When I lie down, I say, When shall I arise, and the night be gone? and I am full of tossings to and fro to the dawning of the day.
5 Mijn vlees is met het gewormte en met het gruis des stofs bekleed; mijn huid is gekliefd en verachtelijk geworden.
My flesh is clothed with worms and clods of dust; my skin is broken, and become loathsome.
6 Mijn dagen zijn lichter geweest dan een weversspoel, en zijn vergaan zonder verwachting.
My days are swifter than a weaver’s shuttle, and are spent without hope.
7 Gedenk, dat mijn leven een wind is; mijn oog zal niet wederkomen, om het goede te zien.
O remember that my life is wind: my eye shall no more see good.
8 Het oog desgenen, die mij nu ziet, zal mij niet zien; uw ogen zullen op mij zijn; maar ik zal niet meer zijn.
The eye of him that has seen me shall see me no more: your eyes are on me, and I am not.
9 Een wolk vergaat en vaart henen; alzo die in het graf daalt, zal niet weder opkomen. (Sheol h7585)

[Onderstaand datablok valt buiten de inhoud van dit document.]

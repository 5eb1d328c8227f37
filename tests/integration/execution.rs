//! End-to-end execution tests
//!
//! Source in, said text out.

use dongbei::run;

#[test]
fn test_say_string() {
    assert_eq!(run("唠唠：“你好”。").unwrap(), "你好\n");
}

#[test]
fn test_declare_assign_increment() {
    let source = "老张是活雷锋。老张装5。老张走走。唠唠：老张。";
    assert_eq!(run(source).unwrap(), "6\n");
}

#[test]
fn test_loop_with_chinese_bounds() {
    let source = "我 从 一 到 三 磨叽：唠唠：我。磨叽完了。";
    assert_eq!(run(source).unwrap(), "1\n2\n3\n");
}

#[test]
fn test_empty_program() {
    assert_eq!(run("").unwrap(), "");
    assert_eq!(run("  # 啥也没有\n").unwrap(), "");
}

#[test]
fn test_declared_var_says_none() {
    assert_eq!(run("老王是活雷锋。唠唠：老王。").unwrap(), "None\n");
}

#[test]
fn test_decrement() {
    let source = "老王装10。老王退退。老王退3步。唠唠：老王。";
    assert_eq!(run(source).unwrap(), "6\n");
}

#[test]
fn test_increment_by_expression() {
    let source = "老王装1。老李装2。老王走老李加3步。唠唠：老王。";
    assert_eq!(run(source).unwrap(), "6\n");
}

#[test]
fn test_host_precedence() {
    // 1 + 2 * 3, grouped by the host evaluator
    assert_eq!(run("唠唠：1加2乘3。").unwrap(), "7\n");
    assert_eq!(run("唠唠：9减4除以2。").unwrap(), "7\n");
}

#[test]
fn test_string_concatenation() {
    assert_eq!(run("唠唠：“你好”加“世界”。").unwrap(), "你好世界\n");
}

#[test]
fn test_says_in_execution_order() {
    let source = "
唠唠：“开始”。
我从1到2磨叽：
  唠唠：我。
  唠唠：“中”。
磨叽完了。
唠唠：“完”。
";
    assert_eq!(run(source).unwrap(), "开始\n1\n中\n2\n中\n完\n");
}

#[test]
fn test_reversed_bounds_run_zero_times() {
    let source = "我从5到3磨叽：唠唠：我。磨叽完了。唠唠：“完”。";
    assert_eq!(run(source).unwrap(), "完\n");
}

#[test]
fn test_equal_bounds_run_once() {
    assert_eq!(run("我从3到3磨叽：唠唠：我。磨叽完了。").unwrap(), "3\n");
}

#[test]
fn test_empty_loop_body() {
    let source = "我从1到3磨叽：磨叽完了。唠唠：我。";
    assert_eq!(run(source).unwrap(), "3\n");
}

#[test]
fn test_nested_loops_accumulate() {
    let source = "
和装0。
我从1到3磨叽：
  他从1到3磨叽：
    和走我乘他步。
  磨叽完了。
磨叽完了。
唠唠：和。
";
    assert_eq!(run(source).unwrap(), "36\n");
}

#[test]
fn test_loop_bound_expressions() {
    let source = "老王装2。我从老王到老王乘2磨叽：唠唠：我。磨叽完了。";
    assert_eq!(run(source).unwrap(), "2\n3\n4\n");
}

#[test]
fn test_comments_are_ignored() {
    let source = "# 打招呼\n唠唠：“嗨”。 # 说完了\n";
    assert_eq!(run(source).unwrap(), "嗨\n");
}

#[test]
fn test_string_with_quote_characters() {
    assert_eq!(run("唠唠：“他说\"嗨\"”。").unwrap(), "他说\"嗨\"\n");
}

#[test]
fn test_each_run_starts_fresh() {
    assert_eq!(run("老王装1。唠唠：老王。").unwrap(), "1\n");
    assert_eq!(run("老李装2。唠唠：老李。").unwrap(), "2\n");
}
//! Host script line tokenizer

use std::iter::Peekable;
use std::str::Chars;

use crate::backends::{ExecutorError, ExecutorResult};

/// Host script token
#[derive(Debug, Clone, PartialEq, Eq)]
pub enum HostToken {
    Name(String),
    Int(i64),
    Str(String),
    Plus,
    Minus,
    Star,
    Slash,
    LParen,
    RParen,
    Comma,
    Colon,
    Eq,
    PlusEq,
    MinusEq,
}

/// Tokenize one line of host script. `line` is 1-based, for errors.
pub fn tokenize_line(
    text: &str,
    line: usize,
) -> ExecutorResult<Vec<HostToken>> {
    let mut chars = text.chars().peekable();
    let mut tokens = Vec::new();

    while let Some(&c) = chars.peek() {
        match c {
            c if c.is_whitespace() => {
                chars.next();
            }
            '#' => break,
            '0'..='9' => tokens.push(scan_int(&mut chars)?),
            '"' => {
                chars.next();
                tokens.push(scan_string(&mut chars, line)?);
            }
            c if c.is_alphabetic() || c == '_' => {
                let mut name = String::new();
                while let Some(&c) = chars.peek() {
                    if c.is_alphanumeric() || c == '_' {
                        name.push(c);
                        chars.next();
                    } else {
                        break;
                    }
                }
                tokens.push(HostToken::Name(name));
            }
            _ => {
                chars.next();
                let token = match c {
                    '+' if chars.next_if_eq(&'=').is_some() => HostToken::PlusEq,
                    '-' if chars.next_if_eq(&'=').is_some() => HostToken::MinusEq,
                    '+' => HostToken::Plus,
                    '-' => HostToken::Minus,
                    '*' => HostToken::Star,
                    '/' => HostToken::Slash,
                    '(' => HostToken::LParen,
                    ')' => HostToken::RParen,
                    ',' => HostToken::Comma,
                    ':' => HostToken::Colon,
                    '=' => HostToken::Eq,
                    other => {
                        return Err(ExecutorError::Syntax {
                            line,
                            message: format!("unexpected character '{}'", other),
                        })
                    }
                };
                tokens.push(token);
            }
        }
    }

    Ok(tokens)
}

fn scan_int(chars: &mut Peekable<Chars<'_>>) -> ExecutorResult<HostToken> {
    let mut digits = String::new();
    while let Some(c) = chars.next_if(|c| c.is_ascii_digit()) {
        digits.push(c);
    }
    digits
        .parse::<i64>()
        .map(HostToken::Int)
        .map_err(|_| ExecutorError::Overflow)
}

/// Scan a string literal; the opening quote is already consumed
fn scan_string(
    chars: &mut Peekable<Chars<'_>>,
    line: usize,
) -> ExecutorResult<HostToken> {
    let mut s = String::new();
    loop {
        match chars.next() {
            Some('"') => return Ok(HostToken::Str(s)),
            Some('\\') => {
                let escaped = match chars.next() {
                    Some('n') => '\n',
                    Some('r') => '\r',
                    Some('t') => '\t',
                    Some('"') => '"',
                    Some('\\') => '\\',
                    Some(other) => {
                        return Err(ExecutorError::Syntax {
                            line,
                            message: format!("invalid escape '\\{}'", other),
                        })
                    }
                    None => break,
                };
                s.push(escaped);
            }
            Some(c) => s.push(c),
            None => break,
        }
    }
    Err(ExecutorError::Syntax {
        line,
        message: "unterminated string".to_string(),
    })
}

As the cloud is consumed and vanishes away: so he that goes down to the grave shall come up no more. (Sheol h7585)
10 Hij zal niet meer wederkeren tot zijn huis, en zijn plaats zal hem niet meer kennen.
He shall return no more to his house, neither shall his place know him any more.
11 Zo zal ik ook mijn mond niet wederhouden, ik zal spreken in benauwdheid mijns geestes; ik zal klagen in bitterheid mijner ziel.
Therefore I will not refrain my mouth; I will speak in the anguish of my spirit; I will complain in the bitterness of my soul.
12 Ben ik dan een zee, of walvis, dat Gij om mij wachten zet?
Am I a sea, or a whale, that you set a watch over me?
13 Wanneer ik zeg: Mijn bedstede zal mij vertroosten, mijn leger zal van mijn klacht wat wegnemen;
When I say, My bed shall comfort me, my couch shall ease my complaints;
14 Dan ontzet Gij mij met dromen, en door gezichten verschrikt Gij mij;
Then you scare me with dreams, and terrify me through visions:
15 Zodat mijn ziel de verworging kiest; den dood meer dan mijn beenderen.
So that my soul chooses strangling, and death rather than my life.
16 Ik versmaad ze, ik zal toch in der eeuwigheid niet leven; houd op van mij, want mijn dagen zijn ijdelheid.
I loathe it; I would not live always: let me alone; for my days are vanity.
17 Wat is de mens, dat Gij hem groot acht, en dat Gij Uw hart op hem zet?
What is man, that you should magnify him? and that you should set your heart on him?
18 En dat Gij hem bezoekt in elken morgenstond; dat Gij hem in elken ogenblik beproeft?
And that you should visit him every morning, and try him every moment?
19 Hoe lang keert Gij U niet af van mij, en laat niet van mij af, totdat ik mijn speeksel inzwelge?
How long will you not depart from me, nor let me alone till I swallow down my spittle?
20 Heb ik gezondigd, wat zal ik U doen, o Mensenhoeder? Waarom hebt Gij mij U tot een tegenloop gesteld, dat ik mijzelven tot een last zij?
I have sinned; what shall I do to you, O you preserver of men? why have you set me as a mark against you, so that I am a burden to myself?
21 En waarom vergeeft Gij niet mijn overtreding, en doet mijn ongerechtigheid niet weg? Want nu zal ik in het stof liggen; en Gij zult mij vroeg zoeken, maar ik zal niet zijn.
And why do you not pardon my transgression, and take away my iniquity? for now shall I sleep in the dust; and you shall seek me in the morning, but I shall not be.